The film was Aamir Khan's first movie after Qayamat Se Qayamat Tak and it received much critical acclaim and subsequently three National Film Awards in 1989 and developed a considerable following over the years. The film also marked the Bollywood debut of ace cinematographer Santosh Sivan and film editor A. Sreekar Prasad.

==Plot==
As declared in the subtitles of the opening scene, the events of the film take place in a big city in India. After the police riots of 1990, the State Forces were disbanded and replaced by a central one. The police now had more powers. The crime rate continued to escalate. In the wealthier quarters of the city, though, life went on... but it was an uneasy calm.
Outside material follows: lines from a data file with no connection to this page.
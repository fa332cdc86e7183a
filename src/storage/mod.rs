//! Storage Module
//!
//! Persistent bitmap storage for one shard.
//!
//! ## Responsibilities
//! - Durable point mutation through a snapshot + op log file
//! - Row extraction, counting and ascending iteration
//! - Compaction (snapshot-and-rename) bounded by an op count
//! - Archive export/restore and anti-entropy block data
//!
//! ## Backends
//! ```text
//! ┌────────────────────────────────────────────────────────┐
//! │ FileStorage                                            │
//! │   <path>            snapshot + op log, mmap'd, flocked │
//! ├────────────────────────────────────────────────────────┤
//! │ PagedStorage                                           │
//! │   <path>.0.page     rows [0, 2^20)                     │
//! │   <path>.1.page     rows [2^20, 2^21)                  │
//! │   ...               one FileStorage per row range,     │
//! │                     at most `hot_capacity` tracked hot │
//! └────────────────────────────────────────────────────────┘
//! ```
//!
//! ## Concurrency
//! Every backend method takes `&mut self`: callers serialize access per
//! shard. [`SharedStorage`] is that per-shard lock for callers that share a
//! backend across threads. The file lock only keeps other processes (and
//! other handles) from opening the same file.

pub mod archive;
mod file;
mod handle;
mod iterator;
mod paged;
mod shared;

use std::ffi::OsString;
use std::io::{Read, Write};
use std::path::{Path, PathBuf};

pub use file::FileStorage;
pub use handle::StoreHandle;
pub use iterator::{BitIterator, PagedIterator, SnapshotIterator};
pub use paged::{Page, PagedStorage, PAGE_EXT, ROW_RANGE_BITS};
pub use shared::SharedStorage;

use crate::bitmap::Bitmap;
use crate::config::{Config, StorageKind};
use crate::error::Result;
use crate::position::Position;

/// Suffix of the temporary file a snapshot is written to
pub const SNAPSHOT_EXT: &str = ".snapshotting";

/// Suffix of the temporary file an archive restore is copied to
pub const COPY_EXT: &str = ".copying";

/// Capabilities shared by single-file and paged storage
pub trait StorageBackend: Send {
    /// Set a bit. Returns whether its state changed.
    fn add(&mut self, pos: Position) -> Result<bool>;

    /// Clear a bit. Returns whether its state changed.
    fn remove(&mut self, pos: Position) -> Result<bool>;

    fn contains(&mut self, pos: Position) -> Result<bool>;

    /// Set bits in `row`
    fn count(&mut self, row: u64) -> Result<u64>;

    /// Owned copy of one row, as absolute column ids
    fn row(&mut self, row: u64) -> Result<Bitmap>;

    /// Visit every set bit in ascending order as `(row, absolute column)`.
    /// Stops at, and returns, the first error `f` returns.
    fn for_each_bit(&mut self, f: &mut dyn FnMut(u64, u64) -> Result<()>) -> Result<()>;

    fn open(&mut self) -> Result<()>;

    /// Compact to a fresh snapshot
    fn flush(&mut self) -> Result<()>;

    fn close(&mut self) -> Result<()>;

    /// Highest set bit position, `None` when empty
    fn max(&mut self) -> Result<Option<u64>>;

    /// Ascending bit positions over a snapshot of the current contents
    fn iterator(&mut self) -> Result<Box<dyn BitIterator>>;

    /// Append one entry per backing file to `archive`
    fn write_to_archive(&mut self, archive: &mut tar::Builder<&mut dyn Write>) -> Result<()>;

    /// Replace the file named by archive entry `name` with `reader`'s bytes
    fn read_from_archive(&mut self, reader: &mut dyn Read, name: &str) -> Result<()>;

    /// `(rows, columns)` of every bit in hash block `block_id`, ascending
    fn block_data(&mut self, block_id: u64) -> Result<(Vec<u64>, Vec<u64>)>;

    fn path(&self) -> &Path;
}

/// Build the backend `config.kind` names and open it
pub fn open(path: impl Into<PathBuf>, config: &Config) -> Result<Box<dyn StorageBackend>> {
    config.validate()?;

    let mut backend: Box<dyn StorageBackend> = match config.kind {
        StorageKind::File => Box::new(FileStorage::new(path, config)),
        StorageKind::Paged => Box::new(PagedStorage::new(path, config)),
    };
    backend.open()?;
    Ok(backend)
}

/// `path` with `suffix` appended to its final component
pub(crate) fn with_suffix(path: &Path, suffix: &str) -> PathBuf {
    let mut name: OsString = path.as_os_str().to_os_string();
    name.push(suffix);
    PathBuf::from(name)
}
Aamir (Aamir Khan) had just turned 21. He is from a rich family. The only colour in his otherwise mundane life was his obsession for Neeta, an older, more pragmatic woman, who likes him, but does not share his plans for their future.
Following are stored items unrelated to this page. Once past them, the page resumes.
//! Paged storage
//!
//! Splits a shard's row space into `2^ROW_RANGE_BITS`-row ranges, one
//! [`FileStorage`] page file per range, opened on first touch.
//!
//! ## Hot set
//! `hot` is the ordered sequence of recently used range ids. A touch
//! appends the range unless it is already the last entry, so the sequence
//! may repeat ids. Once it grows past `hot_capacity` it collapses to its
//! first (oldest) entry only. This is retain-oldest, not LRU.
//!
//! Pages dropped from the hot set are closed, except the page in use by
//! the current call, which stays open until the next sweep or `close`.

use std::collections::BTreeMap;
use std::fs;
use std::io::{Read, Write};
use std::path::{Path, PathBuf};

use tracing::{debug, info, warn};

use crate::bitmap::Bitmap;
use crate::config::Config;
use crate::error::{Result, StoreError};
use crate::position::{block_rows, Position};

use super::{BitIterator, FileStorage, PagedIterator, StorageBackend};

/// Row bits covered by one page: `range_id = row >> ROW_RANGE_BITS`
pub const ROW_RANGE_BITS: u32 = 20;

/// Extension of page files: `<base>.<range_id>.page`
pub const PAGE_EXT: &str = "page";

/// One row range's store
pub struct Page {
    range_id: u64,
    /// Open order within the owning PagedStorage (1-based)
    serial: u64,
    storage: FileStorage,
}

impl Page {
    pub fn range_id(&self) -> u64 {
        self.range_id
    }

    /// Distinguishes separate opens of the same range
    pub fn serial(&self) -> u64 {
        self.serial
    }

    /// First row this page covers
    pub fn first_row(&self) -> u64 {
        self.range_id << ROW_RANGE_BITS
    }

    pub fn storage(&self) -> &FileStorage {
        &self.storage
    }

    pub fn storage_mut(&mut self) -> &mut FileStorage {
        &mut self.storage
    }
}

/// Bitmap storage paged by row range
pub struct PagedStorage {
    /// Base path; pages live at `<path>.<range_id>.page`
    path: PathBuf,
    config: Config,
    /// Recently used range ids, oldest first
    hot: Vec<u64>,
    /// Every open page
    pages: BTreeMap<u64, Page>,
    /// Pages opened so far
    pages_opened: u64,
}

impl PagedStorage {
    pub fn new(path: impl Into<PathBuf>, config: &Config) -> Self {
        Self {
            path: path.into(),
            config: config.clone(),
            hot: Vec::new(),
            pages: BTreeMap::new(),
            pages_opened: 0,
        }
    }

    /// Hot-set sequence, oldest first
    pub fn hot_ranges(&self) -> &[u64] {
        &self.hot
    }

    /// Range ids of pages currently open
    pub fn open_ranges(&self) -> Vec<u64> {
        self.pages.keys().copied().collect()
    }

    /// Pages opened over this store's lifetime
    pub fn pages_opened(&self) -> u64 {
        self.pages_opened
    }

    /// File path of the page for `range_id`
    pub fn page_path(&self, range_id: u64) -> PathBuf {
        page_path(&self.path, range_id)
    }

    /// Page owning `row`, opening it if needed, recorded as used
    pub fn get_page(&mut self, row: u64) -> Result<&mut Page> {
        let range_id = row >> ROW_RANGE_BITS;

        if !self.pages.contains_key(&range_id) {
            let page = self.open_page(range_id)?;
            self.pages.insert(range_id, page);
        }
        self.used(range_id);
        self.sweep(range_id);

        self.pages
            .get_mut(&range_id)
            .ok_or_else(|| StoreError::NotOpen {
                path: page_path(&self.path, range_id),
            })
    }

    /// Range ids of every page file on disk, ascending numerically
    pub fn page_ids(&self) -> Result<Vec<u64>> {
        let dir = match self.path.parent() {
            Some(parent) if !parent.as_os_str().is_empty() => parent.to_path_buf(),
            _ => PathBuf::from("."),
        };
        let base = match self.path.file_name().and_then(|n| n.to_str()) {
            Some(base) => base.to_string(),
            None => return Ok(Vec::new()),
        };

        let mut ids = Vec::new();
        for entry in fs::read_dir(&dir)? {
            let entry = entry?;
            if !entry.file_type()?.is_file() {
                continue;
            }
            if let Some(name) = entry.file_name().to_str() {
                if let Some(id) = parse_page_name(&base, name) {
                    ids.push(id);
                }
            }
        }

        ids.sort_unstable();
        ids.dedup();
        Ok(ids)
    }

    /// Compact every page on disk, hot or not. Returns the page count.
    pub fn flush_all(&mut self) -> Result<usize> {
        let ids = self.page_ids()?;
        self.for_each_page(&ids, |page| page.flush())?;
        info!(path = %self.path.display(), pages = ids.len(), "all pages compacted");
        Ok(ids.len())
    }

    fn open_page(&mut self, range_id: u64) -> Result<Page> {
        let path = self.page_path(range_id);
        let mut storage = FileStorage::new(&path, &self.config);
        storage.open()?;

        self.pages_opened += 1;
        debug!(path = %path.display(), range_id, "page opened");

        Ok(Page {
            range_id,
            serial: self.pages_opened,
            storage,
        })
    }

    /// Record a touch, collapsing the hot set to its oldest entry when full
    fn used(&mut self, range_id: u64) {
        if self.hot.last() != Some(&range_id) {
            self.hot.push(range_id);
        }
        if self.hot.len() > self.config.hot_capacity {
            self.hot.truncate(1);
        }
    }

    /// Close open pages that are neither hot nor `keep`
    fn sweep(&mut self, keep: u64) {
        let stale: Vec<u64> = self
            .pages
            .keys()
            .copied()
            .filter(|id| *id != keep && !self.hot.contains(id))
            .collect();

        for range_id in stale {
            if let Some(mut page) = self.pages.remove(&range_id) {
                debug!(range_id, "page evicted");
                if let Err(e) = page.storage.close() {
                    warn!(range_id, error = %e, "closing evicted page failed");
                }
            }
        }
    }

    fn with_page<T>(&mut self, row: u64, f: impl FnOnce(&mut FileStorage) -> Result<T>) -> Result<T> {
        let page = self.get_page(row)?;
        f(&mut page.storage)
    }

    fn for_each_page(&mut self, ids: &[u64], mut f: impl FnMut(&mut FileStorage) -> Result<()>) -> Result<()> {
        for &range_id in ids {
            self.with_page(range_id << ROW_RANGE_BITS, &mut f)?;
        }
        Ok(())
    }
}

impl StorageBackend for PagedStorage {
    fn add(&mut self, pos: Position) -> Result<bool> {
        self.with_page(pos.row, |page| page.add(pos))
    }

    fn remove(&mut self, pos: Position) -> Result<bool> {
        self.with_page(pos.row, |page| page.remove(pos))
    }

    fn contains(&mut self, pos: Position) -> Result<bool> {
        self.with_page(pos.row, |page| page.contains(pos))
    }

    fn count(&mut self, row: u64) -> Result<u64> {
        self.with_page(row, |page| page.count(row))
    }

    fn row(&mut self, row: u64) -> Result<Bitmap> {
        self.with_page(row, |page| page.row(row))
    }

    fn for_each_bit(&mut self, f: &mut dyn FnMut(u64, u64) -> Result<()>) -> Result<()> {
        let ids = self.page_ids()?;
        self.for_each_page(&ids, |page| page.for_each_bit(&mut *f))
    }

    /// Pages open lazily; only the configuration is checked here
    fn open(&mut self) -> Result<()> {
        self.config.validate()
    }

    /// Snapshots only pages in the hot set
    fn flush(&mut self) -> Result<()> {
        let mut hot = self.hot.clone();
        hot.sort_unstable();
        hot.dedup();

        for range_id in hot {
            if let Some(page) = self.pages.get_mut(&range_id) {
                page.storage.flush()?;
            }
        }
        Ok(())
    }

    /// Closes every open page and empties the hot set. Reports the first
    /// failure after attempting them all.
    fn close(&mut self) -> Result<()> {
        self.hot.clear();
        let mut first_err = None;
        for (range_id, mut page) in std::mem::take(&mut self.pages) {
            if let Err(e) = page.storage.close() {
                warn!(range_id, error = %e, "closing page failed");
                first_err.get_or_insert(e);
            }
        }
        match first_err {
            Some(e) => Err(e),
            None => Ok(()),
        }
    }

    fn max(&mut self) -> Result<Option<u64>> {
        let ids = self.page_ids()?;
        let mut max = None;
        self.for_each_page(&ids, |page| {
            max = max.max(page.max()?);
            Ok(())
        })?;
        Ok(max)
    }

    /// Merges every on-disk page. Pages are pushed highest range first so
    /// the lowest range is drained first.
    fn iterator(&mut self) -> Result<Box<dyn BitIterator>> {
        let ids = self.page_ids()?;
        let mut merged = PagedIterator::new();
        for &range_id in ids.iter().rev() {
            let page = self.get_page(range_id << ROW_RANGE_BITS)?;
            merged.push(page.storage.iterator()?);
        }
        Ok(Box::new(merged))
    }

    fn write_to_archive(&mut self, archive: &mut tar::Builder<&mut dyn Write>) -> Result<()> {
        let ids = self.page_ids()?;
        self.for_each_page(&ids, |page| page.write_to_archive(archive))
    }

    /// `name` must be a page file name, `<base>.<range_id>.page`
    fn read_from_archive(&mut self, reader: &mut dyn Read, name: &str) -> Result<()> {
        let range_id = parse_range_id(name).ok_or_else(|| {
            StoreError::InvalidArchiveEntry(format!("not a page file name: {}", name))
        })?;
        self.with_page(range_id << ROW_RANGE_BITS, |page| {
            page.read_from_archive(reader, name)
        })
    }

    /// Collects from every page the block's rows fall in, lowest first
    fn block_data(&mut self, block_id: u64) -> Result<(Vec<u64>, Vec<u64>)> {
        let mut rows = Vec::new();
        let mut columns = Vec::new();
        let (first_row, last_row) = match block_rows(block_id) {
            Some(bounds) => bounds,
            None => return Ok((rows, columns)),
        };
        let ids: Vec<u64> = ((first_row >> ROW_RANGE_BITS)..=(last_row >> ROW_RANGE_BITS)).collect();

        self.for_each_page(&ids, |page| {
            let (r, c) = page.block_data(block_id)?;
            rows.extend(r);
            columns.extend(c);
            Ok(())
        })?;
        Ok((rows, columns))
    }

    fn path(&self) -> &Path {
        &self.path
    }
}

fn page_path(base: &Path, range_id: u64) -> PathBuf {
    super::with_suffix(base, &format!(".{}.{}", range_id, PAGE_EXT))
}

/// `<base>.<id>.page` → id, for file names under this store's base
fn parse_page_name(base: &str, name: &str) -> Option<u64> {
    name.strip_prefix(base)?
        .strip_prefix('.')?
        .strip_suffix(PAGE_EXT)?
        .strip_suffix('.')?
        .parse()
        .ok()
}

/// Range id from any `<...>.<id>.page` name
fn parse_range_id(name: &str) -> Option<u64> {
    let stem = name.strip_suffix(PAGE_EXT)?.strip_suffix('.')?;
    let (_, id) = stem.rsplit_once('.')?;
    id.parse().ok()
}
One night, on their way back from a party, Neeta is molested by a local crime boss, Hassan Karmali, and Amir intervenes violently. On their way back home in their car, they are intercepted by Karmali, and his goons, and Karmali rapes Neeta, with Aamir watching helplessly. Unknown to Aamir, an off-duty police officer is a silent witness to the incident. Frustrated, possessed by impotent rage and a sense of injustice, Aamir has to find release. He leaves home... he turns to Sub-Inspector Kapoor – the silent witness. Kapoor, pretending to be unaware of the incident, agrees to help Aamir, as, in spite of dancing to their tunes, Kapoor hates the Karmalis and his inability to act against them. (Years ago, Kapoor had taken on the Karmali clan, an unwise move that nearly destroyed his career.)
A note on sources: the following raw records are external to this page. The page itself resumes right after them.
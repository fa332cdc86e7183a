//! Shared storage
//!
//! Per-shard lock around a backend so several threads can use it.

use std::sync::Arc;

use parking_lot::Mutex;

use crate::bitmap::Bitmap;
use crate::error::Result;
use crate::position::Position;

use super::StorageBackend;

/// A backend behind a per-shard mutex
///
/// ## Concurrency:
/// - Every call takes the lock for its whole duration, including any
///   snapshot a mutation triggers
/// - Clones share the same backend
#[derive(Clone)]
pub struct SharedStorage {
    inner: Arc<Mutex<Box<dyn StorageBackend>>>,
}

impl SharedStorage {
    pub fn new(backend: Box<dyn StorageBackend>) -> Self {
        Self {
            inner: Arc::new(Mutex::new(backend)),
        }
    }

    /// Run `f` with exclusive access to the backend
    pub fn with<T>(&self, f: impl FnOnce(&mut dyn StorageBackend) -> T) -> T {
        let mut backend = self.inner.lock();
        f(backend.as_mut())
    }

    pub fn add(&self, pos: Position) -> Result<bool> {
        self.inner.lock().add(pos)
    }

    pub fn remove(&self, pos: Position) -> Result<bool> {
        self.inner.lock().remove(pos)
    }

    pub fn contains(&self, pos: Position) -> Result<bool> {
        self.inner.lock().contains(pos)
    }

    pub fn count(&self, row: u64) -> Result<u64> {
        self.inner.lock().count(row)
    }

    pub fn row(&self, row: u64) -> Result<Bitmap> {
        self.inner.lock().row(row)
    }

    pub fn max(&self) -> Result<Option<u64>> {
        self.inner.lock().max()
    }

    pub fn flush(&self) -> Result<()> {
        self.inner.lock().flush()
    }

    pub fn close(&self) -> Result<()> {
        self.inner.lock().close()
    }
}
Aamir now feels he has a friend. Till one day, realising the truth, he is shattered. Soon after, S.I. Kapoor is suspended after he loses control in front of his superiors at a party thrown by Karmali and tries to shoot him. His life begins to spiral downwards. Now alone, frightened, without a job, and with nothing to lose, he sees in Aamir the means to fulfill his dark, unresolved dreams, which have by now taken the form of an obsession.

Together they set about eliminating their common enemy – members of the dreaded Karmali family. Kapoor, the embittered cop, becomes a dark mentor to the innocent but fearless Aamir. Neeta, unaware of the changes in Aamir's life, has decided to put her past behind her. She begins, slowly but painfully, to reconstruct her life.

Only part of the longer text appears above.